Advanced Natural Language Processing
Full course description
For decades, teaching a computer to deal with natural language processing (NLP) was a long-time dream of humankind. Task such as machine translation, summarization, question-answering, speech recognition or chatting remained a challenge for computer program. Around 2020, major improvements were made. Starting with machine translation and ultimately in late 2022 with ChatGPT. Why were these large-language models suddenly so good? How did we get here? What can we do with these new algorithms to improve them even more?

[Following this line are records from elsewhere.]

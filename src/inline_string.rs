// Copyright (c) 2025 R3BL LLC. Licensed under Apache License, Version 2.0.

//! Stack-allocated string storage for rendered color strings.

use smallstr::SmallString;

/// Rendered color strings fit inline at the default precision; longer
/// renderings spill to the heap transparently.
pub const INLINE_STRING_SIZE: usize = 32;

pub type InlineString = SmallString<[u8; INLINE_STRING_SIZE]>;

This course will provide the skills and knowledge to understand and develop state-of-the-art (SOTA) solutions for these natural language processing (NLP) tasks. After a short introduction to traditional generative grammars and statistical approaches to NLP, the course will focus on deep learning techniques. We will discuss Transformers, variations on their architecture (including BERT and GPT) in depth, which models works best for which tasks, their capacities, limitations and how to optimize these.
Although that we have algorithms that can deal with Natural Language Processing in ways that can no longer be distinguished from humans, we still have some major problems to address: (i) we do not fully understand what these algorithms know and what they do not know. So, there is a strong need for eXplainable AI (XAI) in NLP. (ii) Training the deep-learning large language-models costs too much energy. We need to develop models that are less computationally (and thus energy) intensive. (iii) Now that these algorithms operate at human-level quality, several ethical problems arise related to computer generated fake-news, fake profiles, bias, and other abuse. But there are also ethical, legal, regulatory and privacy challenges. In this courses, these important topics will also be discussed.
This course is closely related with the course Information Retrieval and Text-Mining (IRTM). In this course the focus is more on advanced methods and architectures to deal with complex natural language tasks. The IRTM course focusses more on building search engines and text-analytics, but also uses a number of the architectures which are discussed in more depth in this course. The overlap between the two courses is kept to a minimum. There is no need to follow the courses in a specific order.
Prerequisites
None.
Recommended reading
Papers published in top international conferences and journals in machine learning field.